Starting with the first line and ending with the last, copy the entries word for word.

Start of The records

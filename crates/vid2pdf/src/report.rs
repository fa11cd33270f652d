use std::fmt::Write;
use std::path::Path;

use tracing::info;

use crate::error::Vid2PdfError;
use crate::pipeline::JobState;
use crate::run::RunOutcome;
use crate::worker::RunSummary;

/// Writes the run as pretty JSON, replacing any previous summary.
pub fn write_summary(outcome: &RunOutcome, path: &Path) -> Result<(), Vid2PdfError> {
    let report_failed = |reason: String| Vid2PdfError::Report {
        path: path.to_path_buf(),
        reason,
    };

    let json = serde_json::to_string_pretty(outcome).map_err(|e| report_failed(e.to_string()))?;
    std::fs::write(path, json).map_err(|e| report_failed(e.to_string()))
}

/// One line per job, in catalog order.
pub fn render_table(summary: &RunSummary) -> String {
    let mut output = String::new();
    let _ = writeln!(output, "{:>4}  {:>5}  {:<8}  file", "#", "key", "result");

    for outcome in summary.outcomes() {
        let result = match &outcome.state {
            JobState::Done if outcome.skipped => "skipped",
            JobState::Done => "done",
            JobState::Failed { .. } => "FAILED",
            _ => "?",
        };
        let _ = writeln!(
            output,
            "{:>4}  {:>5}  {:<8}  {}",
            outcome.position + 1,
            outcome.ordering_key.to_string(),
            result,
            outcome.file_name
        );
        if let Some((stage, cause)) = outcome.failure() {
            let _ = writeln!(output, "{:>23}{}: {}", "", stage, cause);
        }
        if let Some(warning) = &outcome.cleanup_warning {
            let _ = writeln!(output, "{:>23}warning: {}", "", warning);
        }
    }

    let _ = write!(
        output,
        "{} converted, {} skipped, {} failed",
        summary.succeeded(),
        summary.skipped(),
        summary.failed()
    );
    output
}

pub fn log_report(outcome: &RunOutcome) {
    if outcome.summary.total() > 0 {
        info!("Run summary:\n{}", render_table(&outcome.summary));
    }

    match (&outcome.merge, &outcome.merge_error) {
        (Some(merge), _) => info!(
            "Final document: {} ({} pages)",
            merge.output_path.display(),
            merge.page_count
        ),
        (None, Some(error)) => info!("No final document: {}", error),
        (None, None) => {}
    }

    let elapsed = outcome.finished_at - outcome.started_at;
    info!(
        "Run {} finished with {:?} (exit code {}) in {}s",
        outcome.run_id,
        outcome.status,
        outcome.exit_code,
        elapsed.num_seconds()
    );
}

End of The records

**Written response:**
filename crates/vid2pdf/src/report.rs
repository fa11cd33270f652d
use std::fmt::Write;
use std::path::Path;

use tracing::info;

use crate::error::Vid2PdfError;
use crate::pipeline::JobState;
use crate::run::RunOutcome;
use crate::worker::RunSummary;

/// Writes the run as pretty JSON, replacing any previous summary.
pub fn write_summary(outcome: &RunOutcome, path: &Path) -> Result<(), Vid2PdfError> {
    let report_failed = |reason: String| Vid2PdfError::Report {
        path: path.to_path_buf(),
        reason,
    };

    let json = serde_json::to_string_pretty(outcome).map_err(|e| report_failed(e.to_string()))?;
    std::fs::write(path, json).map_err(|e| report_failed(e.to_string()))
}

/// One line per job, in catalog order.
pub fn render_table(summary: &RunSummary) -> String {
    let mut output = String::new();
    let _ = writeln!(output, "{:>4}  {:>5}  {:<8}  file", "#", "key", "result");

    for outcome in summary.outcomes() {
        let result = match &outcome.state {
            JobState::Done if outcome.skipped => "skipped",
            JobState::Done => "done",
            JobState::Failed { .. } => "FAILED",
            _ => "?",
        };
        let _ = writeln!(
            output,
            "{:>4}  {:>5}  {:<8}  {}",
            outcome.position + 1,
            outcome.ordering_key.to_string(),
            result,
            outcome.file_name
        );
        if let Some((stage, cause)) = outcome.failure() {
            let _ = writeln!(output, "{:>23}{}: {}", "", stage, cause);
        }
        if let Some(warning) = &outcome.cleanup_warning {
            let _ = writeln!(output, "{:>23}warning: {}", "", warning);
        }
    }

    let _ = write!(
        output,
        "{} converted, {} skipped, {} failed",
        summary.succeeded(),
        summary.skipped(),
        summary.failed()
    );
    output
}

pub fn log_report(outcome: &RunOutcome) {
    if outcome.summary.total() > 0 {
        info!("Run summary:\n{}", render_table(&outcome.summary));
    }

    match (&outcome.merge, &outcome.merge_error) {
        (Some(merge), _) => info!(
            "Final document: {} ({} pages)",
            merge.output_path.display(),
            merge.page_count
        ),
        (None, Some(error)) => info!("No final document: {}", error),
        (None, None) => {}
    }

    let elapsed = outcome.finished_at - outcome.started_at;
    info!(
        "Run {} finished with {:?} (exit code {}) in {}s",
        outcome.run_id,
        outcome.status,
        outcome.exit_code,
        elapsed.num_seconds()
    );
}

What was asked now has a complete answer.